── MATERIAL SHOWN
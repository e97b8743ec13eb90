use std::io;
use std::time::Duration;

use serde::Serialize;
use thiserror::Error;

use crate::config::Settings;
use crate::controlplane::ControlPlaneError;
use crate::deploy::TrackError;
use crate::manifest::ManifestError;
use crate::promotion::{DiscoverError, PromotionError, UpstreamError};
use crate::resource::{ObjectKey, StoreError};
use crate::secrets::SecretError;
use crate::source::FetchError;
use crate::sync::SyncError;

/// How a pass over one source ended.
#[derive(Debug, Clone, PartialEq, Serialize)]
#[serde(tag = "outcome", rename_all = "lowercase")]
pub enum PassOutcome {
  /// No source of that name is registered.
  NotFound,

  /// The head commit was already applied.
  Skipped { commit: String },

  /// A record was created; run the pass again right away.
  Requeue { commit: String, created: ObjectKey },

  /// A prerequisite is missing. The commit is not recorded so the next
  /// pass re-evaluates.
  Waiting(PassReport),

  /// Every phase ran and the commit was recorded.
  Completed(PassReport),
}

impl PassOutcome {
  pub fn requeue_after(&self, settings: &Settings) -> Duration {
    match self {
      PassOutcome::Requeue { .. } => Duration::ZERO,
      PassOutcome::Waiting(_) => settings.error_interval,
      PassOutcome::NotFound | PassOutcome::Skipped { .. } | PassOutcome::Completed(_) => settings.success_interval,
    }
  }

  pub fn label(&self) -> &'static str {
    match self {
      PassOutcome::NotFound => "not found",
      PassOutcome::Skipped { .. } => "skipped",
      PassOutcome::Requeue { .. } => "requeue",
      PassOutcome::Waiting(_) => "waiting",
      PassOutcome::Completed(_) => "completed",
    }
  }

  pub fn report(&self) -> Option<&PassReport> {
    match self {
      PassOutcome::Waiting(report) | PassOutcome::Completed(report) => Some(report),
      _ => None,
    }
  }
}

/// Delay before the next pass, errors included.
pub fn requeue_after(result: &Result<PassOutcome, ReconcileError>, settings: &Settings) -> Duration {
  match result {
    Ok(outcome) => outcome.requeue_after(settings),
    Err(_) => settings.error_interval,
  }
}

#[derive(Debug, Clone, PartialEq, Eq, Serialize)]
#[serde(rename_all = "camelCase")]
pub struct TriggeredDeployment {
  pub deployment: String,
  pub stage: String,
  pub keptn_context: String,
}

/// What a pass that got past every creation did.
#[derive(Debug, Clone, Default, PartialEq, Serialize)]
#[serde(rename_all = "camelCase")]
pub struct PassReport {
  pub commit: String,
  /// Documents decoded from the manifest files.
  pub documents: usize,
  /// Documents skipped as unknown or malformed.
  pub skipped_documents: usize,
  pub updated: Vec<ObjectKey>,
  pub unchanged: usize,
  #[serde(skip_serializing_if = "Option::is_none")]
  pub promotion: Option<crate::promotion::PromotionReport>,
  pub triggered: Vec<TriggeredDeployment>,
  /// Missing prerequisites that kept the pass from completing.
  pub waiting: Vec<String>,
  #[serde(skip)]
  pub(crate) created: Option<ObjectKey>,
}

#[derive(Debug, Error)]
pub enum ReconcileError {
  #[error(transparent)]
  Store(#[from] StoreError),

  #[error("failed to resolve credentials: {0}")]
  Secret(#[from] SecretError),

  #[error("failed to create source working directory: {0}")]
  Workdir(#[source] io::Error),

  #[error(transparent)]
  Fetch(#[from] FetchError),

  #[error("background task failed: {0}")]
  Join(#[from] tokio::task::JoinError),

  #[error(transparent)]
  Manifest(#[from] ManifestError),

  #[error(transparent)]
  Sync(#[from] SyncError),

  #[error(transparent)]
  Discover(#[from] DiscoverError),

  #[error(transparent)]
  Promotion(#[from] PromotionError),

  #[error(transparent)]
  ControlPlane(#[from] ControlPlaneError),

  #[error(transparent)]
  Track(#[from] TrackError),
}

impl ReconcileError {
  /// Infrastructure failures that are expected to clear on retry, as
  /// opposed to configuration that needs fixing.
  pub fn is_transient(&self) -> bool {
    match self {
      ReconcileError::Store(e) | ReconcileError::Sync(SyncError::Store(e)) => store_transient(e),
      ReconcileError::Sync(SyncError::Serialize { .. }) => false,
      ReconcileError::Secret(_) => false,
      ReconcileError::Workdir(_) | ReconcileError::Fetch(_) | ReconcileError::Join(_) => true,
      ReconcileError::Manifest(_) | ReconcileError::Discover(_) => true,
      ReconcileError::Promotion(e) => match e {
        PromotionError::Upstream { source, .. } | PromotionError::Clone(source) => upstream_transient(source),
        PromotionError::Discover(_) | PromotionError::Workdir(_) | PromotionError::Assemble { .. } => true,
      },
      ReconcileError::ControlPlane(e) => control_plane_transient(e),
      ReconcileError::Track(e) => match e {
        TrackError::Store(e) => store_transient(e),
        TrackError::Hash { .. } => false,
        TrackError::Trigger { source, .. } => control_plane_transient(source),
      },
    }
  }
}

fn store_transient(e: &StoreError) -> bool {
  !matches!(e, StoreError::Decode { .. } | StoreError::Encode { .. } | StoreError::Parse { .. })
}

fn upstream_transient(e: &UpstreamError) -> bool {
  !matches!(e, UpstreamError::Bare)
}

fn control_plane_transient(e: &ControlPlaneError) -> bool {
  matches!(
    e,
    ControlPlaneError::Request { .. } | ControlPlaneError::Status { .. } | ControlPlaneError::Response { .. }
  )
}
────
• WHAT YOU ARE ASKED TO DO: Return what is listed above, exactly and completely.

• EXERCISE SOLUTION:
repository e97b8743ec13eb90
use std::io;
use std::time::Duration;

use serde::Serialize;
use thiserror::Error;

use crate::config::Settings;
use crate::controlplane::ControlPlaneError;
use crate::deploy::TrackError;
use crate::manifest::ManifestError;
use crate::promotion::{DiscoverError, PromotionError, UpstreamError};
use crate::resource::{ObjectKey, StoreError};
use crate::secrets::SecretError;
use crate::source::FetchError;
use crate::sync::SyncError;

/// How a pass over one source ended.
#[derive(Debug, Clone, PartialEq, Serialize)]
#[serde(tag = "outcome", rename_all = "lowercase")]
pub enum PassOutcome {
  /// No source of that name is registered.
  NotFound,

  /// The head commit was already applied.
  Skipped { commit: String },

  /// A record was created; run the pass again right away.
  Requeue { commit: String, created: ObjectKey },

  /// A prerequisite is missing. The commit is not recorded so the next
  /// pass re-evaluates.
  Waiting(PassReport),

  /// Every phase ran and the commit was recorded.
  Completed(PassReport),
}

impl PassOutcome {
  pub fn requeue_after(&self, settings: &Settings) -> Duration {
    match self {
      PassOutcome::Requeue { .. } => Duration::ZERO,
      PassOutcome::Waiting(_) => settings.error_interval,
      PassOutcome::NotFound | PassOutcome::Skipped { .. } | PassOutcome::Completed(_) => settings.success_interval,
    }
  }

  pub fn label(&self) -> &'static str {
    match self {
      PassOutcome::NotFound => "not found",
      PassOutcome::Skipped { .. } => "skipped",
      PassOutcome::Requeue { .. } => "requeue",
      PassOutcome::Waiting(_) => "waiting",
      PassOutcome::Completed(_) => "completed",
    }
  }

  pub fn report(&self) -> Option<&PassReport> {
    match self {
      PassOutcome::Waiting(report) | PassOutcome::Completed(report) => Some(report),
      _ => None,
    }
  }
}

/// Delay before the next pass, errors included.
pub fn requeue_after(result: &Result<PassOutcome, ReconcileError>, settings: &Settings) -> Duration {
  match result {
    Ok(outcome) => outcome.requeue_after(settings),
    Err(_) => settings.error_interval,
  }
}

#[derive(Debug, Clone, PartialEq, Eq, Serialize)]
#[serde(rename_all = "camelCase")]
pub struct TriggeredDeployment {
  pub deployment: String,
  pub stage: String,
  pub keptn_context: String,
}

/// What a pass that got past every creation did.
#[derive(Debug, Clone, Default, PartialEq, Serialize)]
#[serde(rename_all = "camelCase")]
pub struct PassReport {
  pub commit: String,
  /// Documents decoded from the manifest files.
  pub documents: usize,
  /// Documents skipped as unknown or malformed.
  pub skipped_documents: usize,
  pub updated: Vec<ObjectKey>,
  pub unchanged: usize,
  #[serde(skip_serializing_if = "Option::is_none")]
  pub promotion: Option<crate::promotion::PromotionReport>,
  pub triggered: Vec<TriggeredDeployment>,
  /// Missing prerequisites that kept the pass from completing.
  pub waiting: Vec<String>,
  #[serde(skip)]
  pub(crate) created: Option<ObjectKey>,
}

#[derive(Debug, Error)]
pub enum ReconcileError {
  #[error(transparent)]
  Store(#[from] StoreError),

  #[error("failed to resolve credentials: {0}")]
  Secret(#[from] SecretError),

  #[error("failed to create source working directory: {0}")]
  Workdir(#[source] io::Error),

  #[error(transparent)]
  Fetch(#[from] FetchError),

  #[error("background task failed: {0}")]
  Join(#[from] tokio::task::JoinError),

  #[error(transparent)]
  Manifest(#[from] ManifestError),

  #[error(transparent)]
  Sync(#[from] SyncError),

  #[error(transparent)]
  Discover(#[from] DiscoverError),

  #[error(transparent)]
  Promotion(#[from] PromotionError),

  #[error(transparent)]
  ControlPlane(#[from] ControlPlaneError),

  #[error(transparent)]
  Track(#[from] TrackError),
}

impl ReconcileError {
  /// Infrastructure failures that are expected to clear on retry, as
  /// opposed to configuration that needs fixing.
  pub fn is_transient(&self) -> bool {
    match self {
      ReconcileError::Store(e) | ReconcileError::Sync(SyncError::Store(e)) => store_transient(e),
      ReconcileError::Sync(SyncError::Serialize { .. }) => false,
      ReconcileError::Secret(_) => false,
      ReconcileError::Workdir(_) | ReconcileError::Fetch(_) | ReconcileError::Join(_) => true,
      ReconcileError::Manifest(_) | ReconcileError::Discover(_) => true,
      ReconcileError::Promotion(e) => match e {
        PromotionError::Upstream { source, .. } | PromotionError::Clone(source) => upstream_transient(source),
        PromotionError::Discover(_) | PromotionError::Workdir(_) | PromotionError::Assemble { .. } => true,
      },
      ReconcileError::ControlPlane(e) => control_plane_transient(e),
      ReconcileError::Track(e) => match e {
        TrackError::Store(e) => store_transient(e),
        TrackError::Hash { .. } => false,
        TrackError::Trigger { source, .. } => control_plane_transient(source),
      },
    }
  }
}

fn store_transient(e: &StoreError) -> bool {
  !matches!(e, StoreError::Decode { .. } | StoreError::Encode { .. } | StoreError::Parse { .. })
}

fn upstream_transient(e: &UpstreamError) -> bool {
  !matches!(e, UpstreamError::Bare)
}

fn control_plane_transient(e: &ControlPlaneError) -> bool {
  matches!(
    e,
    ControlPlaneError::Request { .. } | ControlPlaneError::Status { .. } | ControlPlaneError::Response { .. }
  )
}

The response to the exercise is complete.